A Fistful of Snow

The first snow came early this year.   It may presage a long and difficult winter.  Usually, first snow occurs up in the hills, with rain in the lower lying elevations and river valleys, but not so this year.  Snow from top to bottom, with mild accumulations of only a quarter inch in the river valleys, where it sticks to the grass and the cars but not to the pavement.  Still, it’s only October 13, a bit early to be brushing the snow off your shoulders.  It has certainly thrown a monkey wrench into the dreams of busload after busload of the leaf-peepers.  They have been coming in droves for the past week or so as Columbus Day weekend is the traditional high point for the foliage season.  With the nearly two weeks of rain that we experienced since October began and now the snow, most of the foliage is on the ground.

On a completely unrelated note, I noticed that today’s Guardian is running a nice selection of stills from the sets of film director Sergio Leone’s works.  Leone, who never rose to a position of respect with American viewers, who treated his works as lower-grade entertainment known as ‘spaghetti westerns,’ is nevertheless one of the more spiritual directors to have graced our screens.

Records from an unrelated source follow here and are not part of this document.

use chrono::{DateTime, Utc};
use serde::Serialize;
use std::fmt;
use tokio::time::Instant;
use uuid::Uuid;

use crate::translate::GenerationOptions;

#[derive(Debug, Clone, PartialEq, Eq, Hash, Serialize)]
#[serde(transparent)]
pub struct JobId(String);

impl JobId {
    pub fn new() -> Self {
        Self(Uuid::new_v4().to_string())
    }
}

impl From<String> for JobId {
    fn from(value: String) -> Self {
        Self(value)
    }
}

impl From<&str> for JobId {
    fn from(value: &str) -> Self {
        Self(value.to_string())
    }
}

impl fmt::Display for JobId {
    fn fmt(&self, f: &mut fmt::Formatter<'_>) -> fmt::Result {
        f.write_str(&self.0)
    }
}

#[derive(Debug, Clone, Copy, PartialEq, Eq, Serialize)]
#[serde(rename_all = "snake_case")]
pub enum JobStatus {
    Queued,
    Running,
    Done,
    Error,
    Cancelled,
}

impl JobStatus {
    pub fn as_str(self) -> &'static str {
        match self {
            JobStatus::Queued => "queued",
            JobStatus::Running => "running",
            JobStatus::Done => "done",
            JobStatus::Error => "error",
            JobStatus::Cancelled => "cancelled",
        }
    }
}

impl fmt::Display for JobStatus {
    fn fmt(&self, f: &mut fmt::Formatter<'_>) -> fmt::Result {
        f.write_str(self.as_str())
    }
}

/// One translation request, from submission to its terminal state.
///
/// `result` is only set in `Done` and `error` only in `Error`; the store's
/// transition methods are the only writers.
#[derive(Debug, Clone)]
pub struct Job {
    pub id: JobId,
    pub status: JobStatus,
    /// Whole percent, 0..=100
    pub progress: u8,
    /// Chunk count, known once the text has been split
    pub total_units: Option<usize>,
    pub result: Option<String>,
    pub error: Option<String>,
    pub source_lang: String,
    pub target_lang: String,
    pub generate: GenerationOptions,
    pub created_at: DateTime<Utc>,
    pub started_at: Option<DateTime<Utc>>,
    pub finished_at: Option<DateTime<Utc>>,
    /// Purged by the sweeper once this passes
    pub expires_at: Option<Instant>,
}

impl Job {
    pub fn new(
        source_lang: impl Into<String>,
        target_lang: impl Into<String>,
        generate: GenerationOptions,
    ) -> Self {
        Self {
            id: JobId::new(),
            status: JobStatus::Queued,
            progress: 0,
            total_units: None,
            result: None,
            error: None,
            source_lang: source_lang.into(),
            target_lang: target_lang.into(),
            generate,
            created_at: Utc::now(),
            started_at: None,
            finished_at: None,
            expires_at: None,
        }
    }
}

/// Percentage of chunks finished, rounded down
pub fn progress_percent(completed: usize, total: usize) -> u8 {
    if total == 0 {
        return 0;
    }
    let completed = completed.min(total);
    (completed * 100 / total) as u8
}

#[cfg(test)]
mod tests {
    use super::*;

    #[test]
    fn new_job_is_queued_and_empty() {
        let job = Job::new("en", "zh", GenerationOptions::new());
        assert_eq!(job.status, JobStatus::Queued);
        assert_eq!(job.progress, 0);
        assert!(job.total_units.is_none());
        assert!(job.result.is_none() && job.error.is_none());
        assert_ne!(job.id, Job::new("en", "zh", GenerationOptions::new()).id);
    }

    #[test]
    fn progress_rounds_down() {
        assert_eq!(progress_percent(0, 3), 0);
        assert_eq!(progress_percent(1, 3), 33);
        assert_eq!(progress_percent(2, 3), 66);
        assert_eq!(progress_percent(3, 3), 100);
        assert_eq!(progress_percent(5, 0), 0);
    }

    #[test]
    fn status_serialises_lowercase() {
        assert_eq!(serde_json::to_value(JobStatus::Cancelled).unwrap(), "cancelled");
        assert_eq!(JobStatus::Running.to_string(), "running");
    }
}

Right from his first work, “A Fistful of Dollars,” (a reworking of Kurosawa’s “Yojimbo,” with a few scenes, in homage, stolen shot for shot), it was clear to this discerning viewer that behind the violence and the stylization was a deeply Christian ethic at work.  Sequences such as Joe’s (The Man With No Name played by Clint Eastwood) meeting with the Innkeeper Silvanito clearly refer to the symbolic.  From the beginning of the sequence, where Eastwood is hanging from a signpost, symbolizing the crucifixion, to the climb to the balcony, where things may be seen from a higher perspective, the juxtaposition of art and faith is deeply entwined.  The entire film, right from the opening shot of a Church bell, which was most likely a reference to Bunuel, has a symbolic layer to it.  This spiritualization is at the root of Leone’s moral ambiguity, and, ultimately, contributed deeply to the long lasting popular success of his works.  If I get to a more stable place in my life, I’ll take some time and do an analysis of this film in which I’ll go into more detail.